Requirement: Scan the records for the word "FromRequestParts". Report each line where it occurs.

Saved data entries
#####
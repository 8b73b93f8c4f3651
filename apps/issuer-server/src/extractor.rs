use axum::extract::FromRequestParts;
use axum::http::header::AUTHORIZATION;
use axum::http::request::Parts;
use issuer_core::service::error::OAuthErrorCode;

use crate::dto::error::ErrorResponseRestDTO;
use crate::dto::response::ErrorResponse;

const BEARER_PREFIX: &str = "bearer ";

/// Access token taken from an `Authorization: Bearer <token>` header.
///
/// The scheme is matched case-insensitively.
#[derive(Debug, Clone, PartialEq, Eq)]
pub struct BearerToken(pub String);

impl<S> FromRequestParts<S> for BearerToken
where
    S: Send + Sync,
{
    type Rejection = ErrorResponse;

    async fn from_request_parts(parts: &mut Parts, _state: &S) -> Result<Self, Self::Rejection> {
        let header = parts
            .headers
            .get(AUTHORIZATION)
            .and_then(|header| header.to_str().ok())
            .ok_or_else(|| invalid_request("No authorization header found"))?;

        parse_bearer_token(header)
            .map(|token| Self(token.to_owned()))
            .ok_or_else(|| invalid_request("No bearer token found"))
    }
}

fn parse_bearer_token(header: &str) -> Option<&str> {
    let scheme = header.get(..BEARER_PREFIX.len())?;
    if !scheme.eq_ignore_ascii_case(BEARER_PREFIX) {
        return None;
    }

    header.get(BEARER_PREFIX.len()..).map(str::trim)
}

fn invalid_request(description: &str) -> ErrorResponse {
    ErrorResponse::BadRequest(ErrorResponseRestDTO::new(
        OAuthErrorCode::InvalidRequest,
        description,
    ))
}
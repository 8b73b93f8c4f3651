use serde::{Deserialize, Serialize};
use uuid::Uuid;

use crate::macros::{impls_for_seaorm_newtype, impls_for_uuid_newtype};

/// Identifies a credential offer. The same value is handed to the wallet as
/// the pre-authorized code.
#[derive(Debug, Clone, Copy, Default, Eq, PartialEq, Hash, Serialize, Deserialize)]
#[cfg_attr(feature = "utoipa", derive(utoipa::ToSchema))]
#[serde(transparent)]
#[repr(transparent)]
pub struct CredentialOfferId(Uuid);

impls_for_uuid_newtype!(CredentialOfferId);

#[cfg(feature = "sea-orm")]
impls_for_seaorm_newtype!(CredentialOfferId);

impl CredentialOfferId {
    pub fn new_v4() -> Self {
        Self(Uuid::new_v4())
    }
}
#####
Solved problem:
use axum::extract::FromRequestParts;
impl<S> FromRequestParts<S> for BearerToken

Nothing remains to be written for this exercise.